TASK TO COMPLETE | Give the number of lines in the material below that contain the word "ClientError". No other content is needed.

· · · ·

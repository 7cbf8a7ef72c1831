//! The `sendmail` and `mail` transports: hand messages to a local MTA binary.

use std::process::Stdio;

use async_trait::async_trait;
use courier_common::{
    ConfigurationError, MailSettings, Message, config::ClientTimeouts, internal, settings::keys,
    tracing,
};
use courier_tracing::traced;
use tokio::{io::AsyncWriteExt, process::Command};

use crate::{
    error::TransportError,
    smtp::{client::SmtpClient, error::ClientError, transaction::SmtpTransaction},
    transport::{Outcome, Transport},
};

/// Command used by the `mail` transport.
pub const SYSTEM_SENDMAIL: &str = "/usr/sbin/sendmail -t -i";

/// How the message is handed to the binary.
#[derive(Debug, Clone, Copy, PartialEq, Eq)]
pub enum SendmailMode {
    /// `-t`: the payload is written to stdin and the binary reads the
    /// recipients from the headers.
    Pipe,
    /// `-bs`: an SMTP conversation over stdin/stdout.
    Smtp,
}

#[derive(Debug, Clone)]
pub struct SendmailTransport {
    command: String,
    mode: SendmailMode,
    timeouts: ClientTimeouts,
}

impl SendmailTransport {
    /// Wrap a sendmail command line.
    ///
    /// A command with neither `-bs` nor `-t` gets `-t` appended, since the
    /// envelope is otherwise lost.
    #[must_use]
    pub fn new(command: impl Into<String>) -> Self {
        let command = command.into().trim().to_string();
        let has_flag = |flag: &str| command.split_whitespace().any(|arg| arg == flag);

        if has_flag("-bs") {
            Self::with_mode(command, SendmailMode::Smtp)
        } else if has_flag("-t") {
            Self::with_mode(command, SendmailMode::Pipe)
        } else {
            Self::with_mode(format!("{command} -t"), SendmailMode::Pipe)
        }
    }

    fn with_mode(command: String, mode: SendmailMode) -> Self {
        Self {
            command,
            mode,
            timeouts: ClientTimeouts::default(),
        }
    }

    /// Build from `transport_sendmail_command`.
    ///
    /// # Errors
    ///
    /// The command is missing or empty.
    pub fn from_settings(settings: &MailSettings) -> Result<Self, ConfigurationError> {
        settings
            .non_empty(keys::SENDMAIL_COMMAND)
            .map(Self::new)
            .ok_or(ConfigurationError::MissingField {
                transport: "sendmail",
                field: keys::SENDMAIL_COMMAND,
            })
    }

    /// Timeouts used for the `-bs` conversation.
    #[must_use]
    pub fn with_timeouts(mut self, timeouts: ClientTimeouts) -> Self {
        self.timeouts = timeouts;
        self
    }

    #[must_use]
    pub fn command(&self) -> &str {
        &self.command
    }

    #[must_use]
    pub const fn mode(&self) -> SendmailMode {
        self.mode
    }

    fn spawn(&self, stdout: Stdio) -> Result<tokio::process::Child, TransportError> {
        internal!(command = %self.command, "Spawning sendmail");

        Ok(Command::new("/bin/sh")
            .arg("-c")
            .arg(&self.command)
            .stdin(Stdio::piped())
            .stdout(stdout)
            .kill_on_drop(true)
            .spawn()?)
    }

    async fn pipe(&self, message: &Message) -> Result<(), TransportError> {
        let mut child = self.spawn(Stdio::null())?;

        let mut stdin = child.stdin.take().ok_or(ClientError::ConnectionClosed)?;
        stdin.write_all(message.data()).await?;
        stdin.shutdown().await?;
        drop(stdin);

        self.check(child.wait().await?)
    }

    async fn converse(&self, message: &Message) -> Result<(), TransportError> {
        let mut child = self.spawn(Stdio::piped())?;

        let stdin = child.stdin.take().ok_or(ClientError::ConnectionClosed)?;
        let stdout = child.stdout.take().ok_or(ClientError::ConnectionClosed)?;
        let mut client = SmtpClient::over_pipe(stdin, stdout);

        SmtpTransaction::new(message, &self.timeouts)
            .execute(&mut client)
            .await?;
        drop(client);

        self.check(child.wait().await?)
    }

    fn check(&self, status: std::process::ExitStatus) -> Result<(), TransportError> {
        if status.success() {
            Ok(())
        } else {
            Err(TransportError::ProcessFailed {
                command: self.command.clone(),
                status,
            })
        }
    }

    #[traced(instrument(level = tracing::Level::DEBUG, skip_all, fields(command = %self.command)), timing(precision = "ms"))]
    async fn deliver(&self, message: &Message) -> Result<usize, TransportError> {
        if message.recipients().is_empty() {
            return Err(TransportError::NoRecipients);
        }

        match self.mode {
            SendmailMode::Pipe => self.pipe(message).await?,
            SendmailMode::Smtp => self.converse(message).await?,
        }

        Ok(message.recipients().len())
    }
}

#[async_trait]
impl Transport for SendmailTransport {
    fn kind(&self) -> &str {
        "sendmail"
    }

    async fn send(&self, message: &Message) -> Result<Outcome, TransportError> {
        let recipients = self.deliver(message).await?;
        Ok(Outcome::Sent { recipients })
    }
}

/// The `mail` transport: the system's own sendmail binary, no settings
/// required.
#[derive(Debug, Clone)]
pub struct MailTransport {
    sendmail: SendmailTransport,
}

impl MailTransport {
    #[must_use]
    pub fn new() -> Self {
        Self {
            sendmail: SendmailTransport::new(SYSTEM_SENDMAIL),
        }
    }

    #[must_use]
    pub fn command(&self) -> &str {
        self.sendmail.command()
    }
}

impl Default for MailTransport {
    fn default() -> Self {
        Self::new()
    }
}

#[async_trait]
impl Transport for MailTransport {
    fn kind(&self) -> &str {
        "mail"
    }

    async fn send(&self, message: &Message) -> Result<Outcome, TransportError> {
        self.sendmail.send(message).await
    }
}

#[cfg(test)]
mod tests {
    use super::*;

    fn message() -> Message {
        Message::new(
            Some("editor@example.org".to_string()),
            vec!["reader@example.com".to_string()],
            b"From: editor@example.org\r\nTo: reader@example.com\r\n\r\nHello\r\n".to_vec(),
        )
    }

    #[test]
    fn test_mode_detection() {
        let transport = SendmailTransport::new("/usr/sbin/sendmail -bs");
        assert_eq!(transport.mode(), SendmailMode::Smtp);
        assert_eq!(transport.command(), "/usr/sbin/sendmail -bs");

        let transport = SendmailTransport::new("/usr/sbin/sendmail -t -i");
        assert_eq!(transport.mode(), SendmailMode::Pipe);
        assert_eq!(transport.command(), "/usr/sbin/sendmail -t -i");

        let transport = SendmailTransport::new(" /usr/sbin/sendmail -i ");
        assert_eq!(transport.mode(), SendmailMode::Pipe);
        assert_eq!(transport.command(), "/usr/sbin/sendmail -i -t");
    }

    #[test]
    fn test_from_settings_requires_command() {
        let err = SendmailTransport::from_settings(&MailSettings::from([(
            keys::TRANSPORT,
            "sendmail",
        )]))
        .expect_err("no command");

        assert_eq!(
            err,
            ConfigurationError::MissingField {
                transport: "sendmail",
                field: keys::SENDMAIL_COMMAND,
            }
        );
    }

    #[test]
    fn test_mail_transport_uses_system_sendmail() {
        let transport = MailTransport::new();
        assert_eq!(transport.kind(), "mail");
        assert_eq!(transport.command(), SYSTEM_SENDMAIL);
        assert!(!transport.is_spool());
    }

    #[tokio::test]
    #[cfg(unix)]
    async fn test_pipe_mode_writes_payload_to_stdin() {
        let dir = tempfile::tempdir().expect("tempdir");
        let out = dir.path().join("captured.eml");
        // `-t` keeps the command in pipe mode; `cat` ignores it via the
        // shell's positional parameters.
        let transport = SendmailTransport::new(format!(
            "sh -c 'cat > \"{}\"' -t",
            out.display()
        ));

        let outcome = transport.send(&message()).await.expect("send succeeds");

        assert_eq!(outcome, Outcome::Sent { recipients: 1 });
        let captured = std::fs::read(&out).expect("payload captured");
        assert_eq!(captured, message().data());
    }

    #[tokio::test]
    #[cfg(unix)]
    async fn test_failing_command_reports_exit_status() {
        let transport = SendmailTransport::new("cat > /dev/null; exit 75 # -t");

        let err = transport.send(&message()).await.expect_err("non-zero exit");
        assert!(matches!(err, TransportError::ProcessFailed { .. }), "{err}");
    }
}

· · · ·

EXERCISE ANSWER | 4